» Exercise instructions
Below are entries; work out how many of their lines hold "self", giving only that number.

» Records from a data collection
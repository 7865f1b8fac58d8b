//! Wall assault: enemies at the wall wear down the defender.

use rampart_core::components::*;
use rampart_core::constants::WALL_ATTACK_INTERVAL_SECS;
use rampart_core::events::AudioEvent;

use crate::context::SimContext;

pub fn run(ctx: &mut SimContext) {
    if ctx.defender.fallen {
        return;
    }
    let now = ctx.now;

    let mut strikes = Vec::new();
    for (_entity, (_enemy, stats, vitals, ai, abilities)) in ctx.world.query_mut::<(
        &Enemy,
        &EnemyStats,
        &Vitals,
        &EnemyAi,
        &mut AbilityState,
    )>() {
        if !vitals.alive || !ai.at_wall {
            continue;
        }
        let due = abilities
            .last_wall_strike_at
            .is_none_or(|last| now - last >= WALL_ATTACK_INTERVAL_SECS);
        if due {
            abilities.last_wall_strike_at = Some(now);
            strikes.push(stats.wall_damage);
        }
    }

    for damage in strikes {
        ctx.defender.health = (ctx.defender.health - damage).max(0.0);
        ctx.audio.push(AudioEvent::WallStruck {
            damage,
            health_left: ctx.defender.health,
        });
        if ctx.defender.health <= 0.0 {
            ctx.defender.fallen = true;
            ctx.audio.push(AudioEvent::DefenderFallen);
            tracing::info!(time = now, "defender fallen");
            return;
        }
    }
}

--

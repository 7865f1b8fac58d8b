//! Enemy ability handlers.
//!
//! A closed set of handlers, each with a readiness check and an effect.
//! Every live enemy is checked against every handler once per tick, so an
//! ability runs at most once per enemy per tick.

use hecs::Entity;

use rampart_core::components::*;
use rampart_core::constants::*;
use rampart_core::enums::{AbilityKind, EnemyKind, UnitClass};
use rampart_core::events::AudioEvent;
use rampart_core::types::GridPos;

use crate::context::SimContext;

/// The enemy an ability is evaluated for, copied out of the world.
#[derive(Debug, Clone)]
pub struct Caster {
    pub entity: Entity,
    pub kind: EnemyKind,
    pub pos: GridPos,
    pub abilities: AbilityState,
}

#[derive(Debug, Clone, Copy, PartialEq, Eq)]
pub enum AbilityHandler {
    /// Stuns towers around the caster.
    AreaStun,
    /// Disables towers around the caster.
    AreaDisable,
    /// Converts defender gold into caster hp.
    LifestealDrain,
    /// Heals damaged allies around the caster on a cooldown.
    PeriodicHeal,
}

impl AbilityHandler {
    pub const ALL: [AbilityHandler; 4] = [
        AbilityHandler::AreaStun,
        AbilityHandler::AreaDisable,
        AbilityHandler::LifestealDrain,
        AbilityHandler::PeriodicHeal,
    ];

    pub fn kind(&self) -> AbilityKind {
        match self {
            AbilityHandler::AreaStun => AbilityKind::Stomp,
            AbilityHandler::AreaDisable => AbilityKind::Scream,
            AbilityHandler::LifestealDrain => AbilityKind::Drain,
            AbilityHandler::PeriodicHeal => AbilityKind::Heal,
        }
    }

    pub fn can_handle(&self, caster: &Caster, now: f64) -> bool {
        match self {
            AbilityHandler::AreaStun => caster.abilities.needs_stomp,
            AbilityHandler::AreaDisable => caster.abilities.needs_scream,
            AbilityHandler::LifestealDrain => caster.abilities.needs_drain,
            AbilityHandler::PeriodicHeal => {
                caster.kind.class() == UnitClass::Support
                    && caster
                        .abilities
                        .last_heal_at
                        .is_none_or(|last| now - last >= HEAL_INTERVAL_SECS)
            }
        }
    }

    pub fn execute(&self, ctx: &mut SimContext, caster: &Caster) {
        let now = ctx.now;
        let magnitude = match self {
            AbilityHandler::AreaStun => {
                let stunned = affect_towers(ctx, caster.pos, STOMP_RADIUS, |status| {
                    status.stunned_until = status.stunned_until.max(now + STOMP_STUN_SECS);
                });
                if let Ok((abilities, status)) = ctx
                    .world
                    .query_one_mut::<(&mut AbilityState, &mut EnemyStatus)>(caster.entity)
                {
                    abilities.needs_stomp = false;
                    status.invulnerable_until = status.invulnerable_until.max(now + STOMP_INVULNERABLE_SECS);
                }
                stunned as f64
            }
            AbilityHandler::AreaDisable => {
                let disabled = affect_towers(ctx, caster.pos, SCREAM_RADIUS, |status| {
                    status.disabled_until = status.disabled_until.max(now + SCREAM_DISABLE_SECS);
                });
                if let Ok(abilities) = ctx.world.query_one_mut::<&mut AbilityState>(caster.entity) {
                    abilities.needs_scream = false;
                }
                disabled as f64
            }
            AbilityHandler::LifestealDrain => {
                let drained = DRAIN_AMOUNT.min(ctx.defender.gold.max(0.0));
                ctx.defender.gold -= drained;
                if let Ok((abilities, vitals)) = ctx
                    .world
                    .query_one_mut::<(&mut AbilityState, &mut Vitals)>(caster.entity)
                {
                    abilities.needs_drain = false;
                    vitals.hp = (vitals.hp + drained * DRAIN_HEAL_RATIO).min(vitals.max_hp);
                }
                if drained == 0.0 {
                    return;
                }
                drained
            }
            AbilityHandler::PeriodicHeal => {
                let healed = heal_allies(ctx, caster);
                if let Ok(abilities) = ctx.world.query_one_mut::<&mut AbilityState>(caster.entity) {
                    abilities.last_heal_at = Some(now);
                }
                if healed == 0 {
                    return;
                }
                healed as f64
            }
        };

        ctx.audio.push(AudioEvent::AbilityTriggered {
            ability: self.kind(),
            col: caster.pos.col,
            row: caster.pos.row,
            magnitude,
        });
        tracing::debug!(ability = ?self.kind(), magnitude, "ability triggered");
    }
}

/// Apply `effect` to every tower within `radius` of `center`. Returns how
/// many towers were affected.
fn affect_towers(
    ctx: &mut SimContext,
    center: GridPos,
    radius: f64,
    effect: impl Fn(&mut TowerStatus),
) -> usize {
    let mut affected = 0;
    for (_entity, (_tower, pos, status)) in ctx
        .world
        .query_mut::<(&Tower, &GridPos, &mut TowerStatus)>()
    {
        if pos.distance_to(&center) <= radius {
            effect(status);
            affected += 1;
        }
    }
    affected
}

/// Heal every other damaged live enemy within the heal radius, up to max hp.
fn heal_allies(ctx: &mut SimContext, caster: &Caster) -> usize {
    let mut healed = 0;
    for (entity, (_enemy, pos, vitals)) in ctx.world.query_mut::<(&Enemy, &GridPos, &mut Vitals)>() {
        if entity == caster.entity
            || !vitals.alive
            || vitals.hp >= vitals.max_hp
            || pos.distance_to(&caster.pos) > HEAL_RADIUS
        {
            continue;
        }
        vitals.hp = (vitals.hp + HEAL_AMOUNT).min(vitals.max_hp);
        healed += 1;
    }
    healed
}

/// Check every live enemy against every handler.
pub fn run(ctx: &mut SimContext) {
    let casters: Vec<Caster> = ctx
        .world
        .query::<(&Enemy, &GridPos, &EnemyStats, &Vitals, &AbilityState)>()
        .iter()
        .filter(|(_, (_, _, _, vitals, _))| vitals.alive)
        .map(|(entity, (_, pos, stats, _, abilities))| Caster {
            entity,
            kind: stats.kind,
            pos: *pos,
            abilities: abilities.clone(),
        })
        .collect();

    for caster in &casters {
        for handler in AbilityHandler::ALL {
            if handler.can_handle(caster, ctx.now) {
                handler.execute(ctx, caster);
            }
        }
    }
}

» Answer box
8